Thursday, June 7, 2012

Expanding Windows Azure

In my previous post I wrote about how the line between an IaaS and PaaS service provider is fading away with overlaps between the services they offer. Now, Azure is taking another step forward towards IaaS. Today is going to be a big day in the Azure world as some interesting announcements are expected in the Meet Windows Azure event. Azure team has spilled some beans in their blog about what's coming in.

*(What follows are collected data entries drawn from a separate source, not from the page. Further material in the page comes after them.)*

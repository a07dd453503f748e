//! Approved material names.

use crate::domain::title_case;
use anyhow::{Context, Result};
use sqlx::SqlitePool;
use tracing::debug;

#[derive(Clone, Debug)]
pub struct MaterialRegistry {
    pool: SqlitePool,
}

impl MaterialRegistry {
    pub fn new(pool: SqlitePool) -> Self {
        Self { pool }
    }

    /// Registers `name` (title-cased). Adding a name that is already present does nothing.
    pub async fn add(&self, name: &str) -> Result<String> {
        let name = title_case(name);
        sqlx::query("INSERT OR IGNORE INTO registry (material_name) VALUES (?1)")
            .bind(&name)
            .execute(&self.pool)
            .await
            .with_context(|| format!("failed to register material {}", name))?;
        debug!(material = %name, "registered material");
        Ok(name)
    }

    /// Removes `name` exactly as given. Stock already recorded under it is kept.
    /// Returns whether the name was registered.
    pub async fn remove(&self, name: &str) -> Result<bool> {
        let removed = sqlx::query("DELETE FROM registry WHERE material_name = ?1")
            .bind(name)
            .execute(&self.pool)
            .await
            .with_context(|| format!("failed to unregister material {}", name))?
            .rows_affected()
            > 0;
        debug!(material = name, removed, "unregistered material");
        Ok(removed)
    }

    /// All registered names, alphabetical.
    pub async fn list(&self) -> Result<Vec<String>> {
        let names = sqlx::query_scalar::<_, String>(
            "SELECT material_name FROM registry ORDER BY material_name ASC",
        )
        .fetch_all(&self.pool)
        .await
        .context("failed to list registry")?;
        Ok(names)
    }

    /// Looks `name` up ignoring case and returns the registered spelling.
    pub async fn resolve(&self, name: &str) -> Result<Option<String>> {
        let wanted = name.trim().to_lowercase();
        Ok(self
            .list()
            .await?
            .into_iter()
            .find(|registered| registered.to_lowercase() == wanted))
    }
}
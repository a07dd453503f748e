pub mod command;
pub mod handlers;
pub mod types;

pub use command::{Command, USAGE};
pub use handlers::execute;
pub use types::CliResponse;
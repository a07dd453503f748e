//! `carpentry`: command-line front end for the job board, customers and inventory.

use carpentry_records::transport::cli::{self, CliResponse, Command};
use carpentry_records::RecordService;
use tracing_subscriber::EnvFilter;

fn usage_and_exit() -> ! {
    eprintln!("{}", cli::USAGE);
    std::process::exit(2);
}

#[tokio::main]
async fn main() -> anyhow::Result<()> {
    dotenv::dotenv().ok();
    tracing_subscriber::fmt()
        .with_env_filter(
            EnvFilter::try_from_default_env().unwrap_or_else(|_| EnvFilter::new("info")),
        )
        .with_writer(std::io::stderr)
        .init();

    let args: Vec<String> = std::env::args().skip(1).collect();
    if args.is_empty() || args.iter().any(|a| a == "-h" || a == "--help") {
        usage_and_exit();
    }

    let command = match Command::parse(&args) {
        Ok(command) => command,
        Err(e) => {
            let response = CliResponse::failed(e.to_string());
            println!("{}", serde_json::to_string_pretty(&response)?);
            std::process::exit(2);
        }
    };

    let service = RecordService::new().await?;
    let response = cli::execute(&service, command).await;
    service.close().await;

    let response = response?;
    println!("{}", serde_json::to_string_pretty(&response)?);
    if !response.success {
        std::process::exit(1);
    }
    Ok(())
}
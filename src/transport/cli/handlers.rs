use crate::app::record_service::{RecordService, StockIntake};
use crate::infra::config;
use crate::transport::cli::command::Command;
use crate::transport::cli::types::CliResponse;
use anyhow::Result;
use serde_json::json;

/// Runs one command against the service and describes the outcome.
///
/// Expected refusals (unknown material, insufficient stock, missing job) come back as an
/// unsuccessful `CliResponse`; storage failures are returned as errors.
pub async fn execute(service: &RecordService, command: Command) -> Result<CliResponse> {
    let response = match command {
        Command::Init => {
            let tables = service.store().table_names().await?;
            CliResponse::ok(json!({ "tables": tables }))
        }

        Command::AddJob {
            customer,
            description,
            status,
        } => {
            let status = status.unwrap_or_else(config::default_job_status);
            let job = service.jobs().append(&customer, &description, &status).await?;
            CliResponse::ok(json!(job))
        }
        Command::ListJobs { filter } => {
            let jobs = service.jobs().list(filter.as_deref()).await?;
            CliResponse::ok(json!(jobs))
        }
        Command::SetJobStatus { priority, status } => {
            if service.jobs().update_status(priority, &status).await? {
                CliResponse::ok(json!(service.jobs().get(priority).await?))
            } else {
                CliResponse::failed(format!("No job at priority {}.", priority))
            }
        }
        Command::MoveJob { from, to } => {
            moved(service, from, service.jobs().move_to(from, to).await?).await?
        }
        Command::MoveJobUp { priority } => {
            moved(service, priority, service.jobs().move_up(priority).await?).await?
        }
        Command::MoveJobDown { priority } => {
            moved(service, priority, service.jobs().move_down(priority).await?).await?
        }
        Command::DeleteJob { priority } => {
            if service.jobs().delete(priority).await? {
                CliResponse::ok(json!(service.jobs().list(None).await?))
            } else {
                CliResponse::failed(format!("No job at priority {}.", priority))
            }
        }

        Command::SaveCustomer { name, phone, email } => {
            let customer = service.customers().save(&name, &phone, &email).await?;
            CliResponse::ok(json!(customer))
        }
        Command::ListCustomers { search } => {
            let customers = match search {
                Some(term) => service.customers().search(&term).await?,
                None => service.customers().list().await?,
            };
            CliResponse::ok(json!(customers))
        }
        Command::DeleteCustomer { name } => {
            if service.customers().delete(&name).await? {
                CliResponse::ok(json!({ "deleted": name }))
            } else {
                CliResponse::failed(format!("No customer named {}.", name))
            }
        }

        Command::RegisterMaterial { name } => {
            let name = service.registry().add(&name).await?;
            CliResponse::ok(json!({ "registered": name }))
        }
        Command::UnregisterMaterial { name } => {
            if service.registry().remove(&name).await? {
                CliResponse::ok(json!({ "removed": name }))
            } else {
                CliResponse::failed(format!("{} is not in the registry.", name))
            }
        }
        Command::ListRegistry => CliResponse::ok(json!(service.registry().list().await?)),

        Command::AddStock { material, quantity } => {
            match service.receive_stock(&material, quantity).await? {
                StockIntake::Received { material, .. } => {
                    CliResponse::ok(json!(service.inventory().get(&material).await?))
                }
                StockIntake::Unregistered => {
                    CliResponse::failed("This material is not in the database registry.")
                }
            }
        }
        Command::UseStock { material, quantity } => {
            if service.inventory().use_stock(&material, quantity).await? {
                CliResponse::ok(json!(service.inventory().get(&material).await?))
            } else {
                CliResponse::failed(format!("Insufficient stock for {}.", material))
            }
        }
        Command::ListStock { filter } => {
            CliResponse::ok(json!(service.inventory().list(filter.as_deref()).await?))
        }
        Command::DeleteStock { material } => {
            if service.inventory().delete_material(&material).await? {
                CliResponse::ok(json!({ "deleted": material }))
            } else {
                CliResponse::failed(format!("No stock recorded for {}.", material))
            }
        }
    };
    Ok(response)
}

async fn moved(service: &RecordService, from: i64, landed: Option<i64>) -> Result<CliResponse> {
    let response = match landed {
        Some(priority) => CliResponse::ok(json!({
            "from": from,
            "to": priority,
            "jobs": service.jobs().list(None).await?,
        })),
        None => CliResponse::failed(format!("No job at priority {}.", from)),
    };
    Ok(response)
}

Virtual Machines - ability to spin up Virtual Machines in the Azure cloud. Till now, you deploy the application on Azure and Azure takes care of the infrastructure provisioning. If you suspect any problems you can always login remotely to the Virtual Machine that Azure has provisioned for your application. You can probably perform some troubleshooting tasks on the VM but you cannot perform any changes and persist them. If you want to deploy a new change that needs to come through the Visual Studio route where you deploy a new version of the application. Azure will then take care of pushing the changes to the underlying VMs or spin up new ones. In AWS terms, you cannot create new server images from a running VM. But looks like that is going to change from today. Windows Azure Virtual Machines are going to be available where one can spin up new VMs.


Linux Instances - Now this is a major push from Azure. The ability to spin up Linux based VMs within Windows Azure. Yes, on Window Azure. Yes, pinch yourself. Read it again - Linux Instances on Windows Azure. I am wondering whether MS will go for re-branding by removing Windows from Windows Azure :)


Virtual Private Network - Creating a Virtual Private Network within Windows Azure with IPSec connectivity to your data center. A service very similar to Amazon Virtual Private Cloud. I believe, using this service, one will be able to create an isolated portion within Azure and setup the infrastructure within that. It will be interesting to see what will be possible within a Virtual Private Network. And this is a must have feature to tap into enterprises.


Azure Websites - Ability to directly deploy popular open source stack like Wordpress, Joomla, Drupal within Azure. I guess this service is going to be something similar to AWS Elastic Beanstalk. The Azure team is probably little late in realizing that currently the major players who are adopting public cloud are SMBs. SMBs heavily utilize open source technologies and Azure has realized that they need to get those customers on board as well. And with "Azure Websites" they are probably extending the simplicity of deployment and management that a pure PaaS application enjoys to Wordpress, Joomla and the likes.


These are the main offerings that has come out yet and may be the Azure team has something more as a surprise in the event today. But how far customers will embrace these and move into Azure is something that needs to be watched. AWS is way ahead in terms of the sheer number of services and offerings.


Azure is adding more IaaS elements to its offerings on top of the PaaS offering that it originally started off with. Similarly AWS is also adding PaaS like services (may be not pure PaaS) on top of the IaaS services and components. I think a new model is evolving where few years down the line we will see what is called as "IT as a Service". Service providers are not going to be pure IaaS or PaaS providers. Rather something like an ITaaS. The entire IT is going to be offered as a service where different environments like dev, staging, production will be running out of the Cloud. The service providers will also offer source control repositories and testing services. Web application developers will just use their IDE's which will have all required plugins and will carry out their development. When production ready the artifacts can be directly pushed to the production environment. This will also enable flexible development models where developers can work from anywhere and seamlessly integrate. All one needs will be the internet connectivity.